Interactive classes are offered in modules which don't feature separate seminars. Here, lecturing time and discussion time are part of the same session and the structure of the classes can be very flexible.

Assessment methods

Assessments - you will be assessed in a variety of ways to help you transition to a new style of learning. At the beginning of each module, you will be given information on how and when you will be assessed. Assessments methods will vary with each module and could include:

  • coursework, such as essays
  • group and individual presentations
  • and formal exams

Feedback - you will receive feedback on each assessment within four weeks, so you can learn from each assignment. You will also be given feedback on any exams that you take. If you should fail an exam, we will ensure that particularly detailed feedback is provided to help you prepare for future exams.

Each module is assessed independently by exams, essays or other forms of written assignment. Some modules are completely assessed by coursework. Most first-year modules are assessed by both an essay written during the year and an exam at the end of the year, with each given equal weight. The assessment for second- and third-year modules also varies. Many modules are assessed by two essays, while some are assessed by an essay and an exam. The Philosophical Project module is assessed by a single long essay of about 6,000 words.

Employability

Classical Literature and Civilisation

Graduates of Classical Studies develop a wide range of skills which are highly attractive to employers. Studying Classics involves analysing the ancient world in a political, social, and cultural context. This helps the development of skills in research and analysis of complex information, working independently and as part of a team, and articulate communication of judgments and arguments. You will also have the opportunity to carry out self- directed project work which helps self-management, organisation and research skills. The study of Latin and Greek develops analytical and verbal reasoning skills, as well as discipline and application, and it supports the use of a rich and varied vocabulary.

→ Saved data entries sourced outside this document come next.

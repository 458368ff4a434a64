//! Client-side sleeping-lock registry (spec section 4.5): blocking lock
//! requests this node has sent to a remote server and is awaiting a
//! `GRANTED` callback for.

use std::sync::atomic::{AtomicU32, AtomicU64, Ordering};
use std::sync::Arc;

use tokio::sync::{Mutex, Notify};
use tokio::time::Duration;

use super::host::Host;
use super::vfs::{LockRange, VfsHandle};

const BLOCKED: u32 = 0;
const GRANTED: u32 = 1;
const CANCELLED: u32 = 2;

/// One outstanding blocking lock request this node sent as a client.
pub struct ClientSleepingLock {
    token: u64,
    host: Arc<Host>,
    vp: VfsHandle,
    lock: LockRange,
    state: AtomicU32,
    notify: Notify,
}

impl ClientSleepingLock {
    fn matches(&self, host: &Arc<Host>, vp: &VfsHandle, lock: &LockRange) -> bool {
        Arc::ptr_eq(&self.host, host)
            && self.vp == *vp
            && self.lock.owner == lock.owner
            && self.lock.offset == lock.offset
            && self.lock.len == lock.len
    }

    fn outcome(&self) -> WaitOutcome {
        match self.state.load(Ordering::Acquire) {
            GRANTED => WaitOutcome::Granted,
            CANCELLED => WaitOutcome::Interrupted,
            _ => WaitOutcome::TimedOut,
        }
    }
}

/// Result of [`SleepingLockRegistry::wait`]: the tri-state client wait
/// result from spec sections 5 and 7.
#[derive(Debug, Clone, Copy, PartialEq, Eq)]
pub enum WaitOutcome {
    Granted,
    Interrupted,
    TimedOut,
}

static NEXT_TOKEN: AtomicU64 = AtomicU64::new(1);

/// Process-wide (per registry) list of [`ClientSleepingLock`]s.
#[derive(Default)]
pub struct SleepingLockRegistry {
    entries: Mutex<Vec<Arc<ClientSleepingLock>>>,
}

impl SleepingLockRegistry {
    pub fn new() -> Self {
        Self::default()
    }

    pub async fn register(&self, host: Arc<Host>, vp: VfsHandle, lock: LockRange) -> Arc<ClientSleepingLock> {
        let entry = Arc::new(ClientSleepingLock {
            token: NEXT_TOKEN.fetch_add(1, Ordering::Relaxed),
            host,
            vp,
            lock,
            state: AtomicU32::new(BLOCKED),
            notify: Notify::new(),
        });
        self.entries.lock().await.push(entry.clone());
        entry
    }

    /// Finds a `BLOCKED` entry matching `(host, vp, lock)` and transitions
    /// it to `GRANTED`. Returns `false` if no match exists (spec section
    /// 4.5).
    pub async fn grant(&self, host: &Arc<Host>, vp: &VfsHandle, lock: &LockRange) -> bool {
        let entries = self.entries.lock().await;
        for entry in entries.iter() {
            if !entry.matches(host, vp, lock) {
                continue;
            }
            if entry.state.compare_exchange(BLOCKED, GRANTED, Ordering::AcqRel, Ordering::Acquire).is_ok() {
                entry.notify.notify_waiters();
                return true;
            }
        }
        false
    }

    /// Transitions every `BLOCKED` entry belonging to `host` to `CANCELLED`.
    pub async fn cancel_host(&self, host: &Arc<Host>) {
        let entries = self.entries.lock().await;
        for entry in entries.iter() {
            if !Arc::ptr_eq(&entry.host, host) {
                continue;
            }
            if entry.state.compare_exchange(BLOCKED, CANCELLED, Ordering::AcqRel, Ordering::Acquire).is_ok() {
                entry.notify.notify_waiters();
            }
        }
    }

    pub async fn remove(&self, entry: &Arc<ClientSleepingLock>) {
        self.entries.lock().await.retain(|e| e.token != entry.token);
    }

    /// Blocks until `entry` leaves `BLOCKED` or `wait_timeout` elapses, then
    /// re-reads the state once more: a `GRANTED` that lands between the
    /// timeout firing and this read still wins the race (spec sections 5
    /// and 8).
    pub async fn wait(&self, entry: &Arc<ClientSleepingLock>, wait_timeout: Duration) -> WaitOutcome {
        if entry.state.load(Ordering::Acquire) == BLOCKED {
            let notified = entry.notify.notified();
            tokio::pin!(notified);
            let _ = tokio::time::timeout(wait_timeout, notified).await;
        }
        entry.outcome()
    }
}

#[cfg(test)]
mod tests {
    use super::*;
    use crate::nlm::netobj::PeerAddr;
    use crate::nlm::sysid::SysidAllocator;
    use crate::nlm::{ClientName, host::HostRegistry};
    use std::sync::Arc;

    async fn test_host() -> Arc<Host> {
        let registry = HostRegistry::new(Arc::new(SysidAllocator::new()));
        registry
            .findcreate(ClientName("peer".into()), PeerAddr::new("tcp", "10.0.0.9:4045".parse().unwrap()))
            .await
            .unwrap()
    }

    fn range() -> LockRange {
        LockRange { offset: 0, len: 10, pid: 1, exclusive: true, owner: vec![7] }
    }

    #[tokio::test(flavor = "current_thread")]
    async fn register_then_grant_is_observed_by_wait() {
        let host = test_host().await;
        let vp = VfsHandle(b"f".to_vec());
        let registry = SleepingLockRegistry::new();
        let entry = registry.register(host.clone(), vp.clone(), range()).await;

        assert!(registry.grant(&host, &vp, &range()).await);
        let outcome = registry.wait(&entry, Duration::from_millis(50)).await;
        assert_eq!(outcome, WaitOutcome::Granted);
    }

    #[tokio::test(flavor = "current_thread")]
    async fn grant_without_matching_entry_reports_not_found() {
        let host = test_host().await;
        let vp = VfsHandle(b"f".to_vec());
        let registry = SleepingLockRegistry::new();
        assert!(!registry.grant(&host, &vp, &range()).await);
    }

    #[tokio::test(flavor = "current_thread")]
    async fn cancel_host_wakes_waiter_with_interrupted() {
        let host = test_host().await;
        let vp = VfsHandle(b"f".to_vec());
        let registry = SleepingLockRegistry::new();
        let entry = registry.register(host.clone(), vp, range()).await;

        registry.cancel_host(&host).await;
        let outcome = registry.wait(&entry, Duration::from_millis(50)).await;
        assert_eq!(outcome, WaitOutcome::Interrupted);
    }

    #[tokio::test(flavor = "current_thread")]
    async fn wait_with_zero_timeout_times_out_when_still_blocked() {
        let host = test_host().await;
        let vp = VfsHandle(b"f".to_vec());
        let registry = SleepingLockRegistry::new();
        let entry = registry.register(host, vp, range()).await;

        let outcome = registry.wait(&entry, Duration::from_secs(0)).await;
        assert_eq!(outcome, WaitOutcome::TimedOut);
    }

    #[tokio::test(flavor = "current_thread")]
    async fn grant_is_a_one_time_transition() {
        let host = test_host().await;
        let vp = VfsHandle(b"f".to_vec());
        let registry = SleepingLockRegistry::new();
        let entry = registry.register(host.clone(), vp.clone(), range()).await;

        assert!(registry.grant(&host, &vp, &range()).await);
        // A second grant against the same (now-GRANTED) entry must not
        // succeed nor override a cancel.
        assert!(!registry.grant(&host, &vp, &range()).await);
        registry.cancel_host(&host).await;
        assert_eq!(entry.outcome(), WaitOutcome::Granted);
    }
}
//! Defines NSM SM_NULL [`Null`] interface (Procedure 0).
//!
//! As defined in XNFS, Version 3W (Open Group Technical Standard)
//! <https://pubs.opengroup.org/onlinepubs/9629799/SM_NULL.htm>.

use async_trait::async_trait;

/// Defines callback to pass [`Null::null`] result into.
#[async_trait]
pub trait Promise: Send {
    async fn keep(self);
}

#[async_trait]
pub trait Null {
    /// Does nothing.
    ///
    /// It is made available to allow server response testing and timing.
    async fn null(&self, promise: impl Promise);
}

The University of Birmingham has employability rates for graduates of our Classics programmes above the national average. They have a high average starting salary of £18,000 per year, and go into work or study within six months of graduation. Our graduates go on to careers in a wide range of areas such as law, the civil service, business, education and the media, with employers including central and local government, museums, cultural and heritage organisations, charities and a range of commercial companies. Specific jobs include PR and communications, human resources, legal work, library work, events planning and tourism.

Whether you have a clear idea of where your future aspirations lie or want to consider the broad range of opportunities available once you have a Birmingham degree, our Careers Network can help you achieve your goal. This is a unique careers guidance service tailored to your academic subject area, offering a specialised team (in each of the five academic colleges) who can give you expert advice. This includes individual careers advice and events to give you insight into the professions and employers of interest to our graduates, including our ‘Careers in Heritage, Museums and History’ event.

We also hold events covering careers in teaching, event management, law marketing and working with charities. The newly developed optional professional skills module allows students in their second year to gain experience in a working environment which can lead to the development of further valuable skills. Placements are offered with the support of local employers, and we are developing links with heritage and cultural organisations to create more opportunities for students.

In addition, our students are encouraged to apply their skills in the workplace by undertaking internships in the summer; the work experience bursary scheme enables students to apply for funding for those career areas where placements are often unpaid. You can even apply for our ‘Global Challenge’ to work overseas on an expenses paid placement during your summer vacation.

Philosophy

As a student of Philosophy you will have an excellent opportunity to develop skills that are highly prized by employers. Our graduates understand complex information, write clearly and effectively, can build a case for a particular view, strategy or course of action, respect the views of others even if they disagree with them, and generally think for themselves. If you're taking the year abroad option, you'll develop real confidence and independence that's valued in the working world.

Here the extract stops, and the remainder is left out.